TASK INSTRUCTIONS
Print the records below exactly as they appear.

MATERIAL SHOWN
-- Opening Marker --

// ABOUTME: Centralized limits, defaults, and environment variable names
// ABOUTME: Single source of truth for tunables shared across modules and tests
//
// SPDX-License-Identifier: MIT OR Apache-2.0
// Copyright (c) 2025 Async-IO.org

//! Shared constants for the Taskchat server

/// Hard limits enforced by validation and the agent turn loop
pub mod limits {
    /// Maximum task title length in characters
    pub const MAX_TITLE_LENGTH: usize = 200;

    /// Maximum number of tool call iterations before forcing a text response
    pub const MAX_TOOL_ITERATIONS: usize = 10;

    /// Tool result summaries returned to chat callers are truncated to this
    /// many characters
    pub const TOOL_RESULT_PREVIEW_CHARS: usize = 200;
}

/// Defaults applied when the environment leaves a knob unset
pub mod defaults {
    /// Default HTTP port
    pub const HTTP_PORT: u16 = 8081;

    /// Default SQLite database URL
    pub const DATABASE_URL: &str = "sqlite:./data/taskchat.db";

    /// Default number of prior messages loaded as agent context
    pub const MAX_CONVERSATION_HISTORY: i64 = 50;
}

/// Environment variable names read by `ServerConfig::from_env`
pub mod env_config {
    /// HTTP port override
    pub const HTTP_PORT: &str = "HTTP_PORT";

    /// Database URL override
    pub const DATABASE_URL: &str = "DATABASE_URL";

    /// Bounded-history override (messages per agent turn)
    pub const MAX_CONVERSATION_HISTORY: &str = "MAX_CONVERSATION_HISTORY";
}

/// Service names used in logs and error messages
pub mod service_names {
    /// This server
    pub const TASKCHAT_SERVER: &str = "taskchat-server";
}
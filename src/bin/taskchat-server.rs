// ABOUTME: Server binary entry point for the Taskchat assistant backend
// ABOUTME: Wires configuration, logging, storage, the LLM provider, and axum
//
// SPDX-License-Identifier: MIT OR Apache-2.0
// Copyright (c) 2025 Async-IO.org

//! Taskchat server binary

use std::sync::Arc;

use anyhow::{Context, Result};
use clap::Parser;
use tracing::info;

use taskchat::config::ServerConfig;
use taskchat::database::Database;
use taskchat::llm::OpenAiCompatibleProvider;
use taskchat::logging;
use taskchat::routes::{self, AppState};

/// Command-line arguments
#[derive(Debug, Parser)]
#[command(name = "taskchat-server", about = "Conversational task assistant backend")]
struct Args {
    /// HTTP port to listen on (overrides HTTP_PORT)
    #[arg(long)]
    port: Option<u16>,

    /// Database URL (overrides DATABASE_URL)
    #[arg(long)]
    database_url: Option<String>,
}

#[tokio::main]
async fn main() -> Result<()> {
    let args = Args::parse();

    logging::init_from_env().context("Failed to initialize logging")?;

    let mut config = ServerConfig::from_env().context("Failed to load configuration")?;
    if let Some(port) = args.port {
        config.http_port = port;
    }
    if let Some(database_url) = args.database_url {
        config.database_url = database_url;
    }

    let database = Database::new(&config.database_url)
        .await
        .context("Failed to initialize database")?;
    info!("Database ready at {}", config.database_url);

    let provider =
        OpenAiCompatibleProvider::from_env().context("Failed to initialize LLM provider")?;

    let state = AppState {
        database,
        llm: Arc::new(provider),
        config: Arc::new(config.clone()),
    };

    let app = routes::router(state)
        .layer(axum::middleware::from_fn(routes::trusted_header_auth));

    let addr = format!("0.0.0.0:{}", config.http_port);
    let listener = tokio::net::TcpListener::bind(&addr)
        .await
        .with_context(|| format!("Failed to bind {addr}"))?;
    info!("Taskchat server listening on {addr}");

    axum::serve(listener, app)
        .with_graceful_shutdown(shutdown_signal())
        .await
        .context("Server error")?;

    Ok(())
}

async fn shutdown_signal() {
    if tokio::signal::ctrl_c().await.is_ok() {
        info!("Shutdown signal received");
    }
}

-- Closing Marker --

THE ANSWER
// ABOUTME: Centralized limits, defaults, and environment variable names
// ABOUTME: Single source of truth for tunables shared across modules and tests
//
// SPDX-License-Identifier: MIT OR Apache-2.0
// Copyright (c) 2025 Async-IO.org

//! Shared constants for the Taskchat server

/// Hard limits enforced by validation and the agent turn loop
pub mod limits {
    /// Maximum task title length in characters
    pub const MAX_TITLE_LENGTH: usize = 200;

    /// Maximum number of tool call iterations before forcing a text response
    pub const MAX_TOOL_ITERATIONS: usize = 10;

    /// Tool result summaries returned to chat callers are truncated to this
    /// many characters
    pub const TOOL_RESULT_PREVIEW_CHARS: usize = 200;
}

/// Defaults applied when the environment leaves a knob unset
pub mod defaults {
    /// Default HTTP port
    pub const HTTP_PORT: u16 = 8081;

    /// Default SQLite database URL
    pub const DATABASE_URL: &str = "sqlite:./data/taskchat.db";

    /// Default number of prior messages loaded as agent context
    pub const MAX_CONVERSATION_HISTORY: i64 = 50;
}

/// Environment variable names read by `ServerConfig::from_env`
pub mod env_config {
    /// HTTP port override
    pub const HTTP_PORT: &str = "HTTP_PORT";

    /// Database URL override
    pub const DATABASE_URL: &str = "DATABASE_URL";

    /// Bounded-history override (messages per agent turn)
    pub const MAX_CONVERSATION_HISTORY: &str = "MAX_CONVERSATION_HISTORY";
}

/// Service names used in logs and error messages
pub mod service_names {
    /// This server
    pub const TASKCHAT_SERVER: &str = "taskchat-server";
}
filename src/bin/taskchat-server.rs
// ABOUTME: Server binary entry point for the Taskchat assistant backend
// ABOUTME: Wires configuration, logging, storage, the LLM provider, and axum
//
// SPDX-License-Identifier: MIT OR Apache-2.0
// Copyright (c) 2025 Async-IO.org

//! Taskchat server binary

use std::sync::Arc;

use anyhow::{Context, Result};
use clap::Parser;
use tracing::info;

use taskchat::config::ServerConfig;
use taskchat::database::Database;
use taskchat::llm::OpenAiCompatibleProvider;
use taskchat::logging;
use taskchat::routes::{self, AppState};

/// Command-line arguments
#[derive(Debug, Parser)]
#[command(name = "taskchat-server", about = "Conversational task assistant backend")]
struct Args {
    /// HTTP port to listen on (overrides HTTP_PORT)
    #[arg(long)]
    port: Option<u16>,

    /// Database URL (overrides DATABASE_URL)
    #[arg(long)]
    database_url: Option<String>,
}

#[tokio::main]
async fn main() -> Result<()> {
    let args = Args::parse();

    logging::init_from_env().context("Failed to initialize logging")?;

    let mut config = ServerConfig::from_env().context("Failed to load configuration")?;
    if let Some(port) = args.port {
        config.http_port = port;
    }
    if let Some(database_url) = args.database_url {
        config.database_url = database_url;
    }

    let database = Database::new(&config.database_url)
        .await
        .context("Failed to initialize database")?;
    info!("Database ready at {}", config.database_url);

    let provider =
        OpenAiCompatibleProvider::from_env().context("Failed to initialize LLM provider")?;

    let state = AppState {
        database,
        llm: Arc::new(provider),
        config: Arc::new(config.clone()),
    };

    let app = routes::router(state)
        .layer(axum::middleware::from_fn(routes::trusted_header_auth));

    let addr = format!("0.0.0.0:{}", config.http_port);
    let listener = tokio::net::TcpListener::bind(&addr)
        .await
        .with_context(|| format!("Failed to bind {addr}"))?;
    info!("Taskchat server listening on {addr}");

    axum::serve(listener, app)
        .with_graceful_shutdown(shutdown_signal())
        .await
        .context("Server error")?;

    Ok(())
}

async fn shutdown_signal() {
    if tokio::signal::ctrl_c().await.is_ok() {
        info!("Shutdown signal received");
    }
}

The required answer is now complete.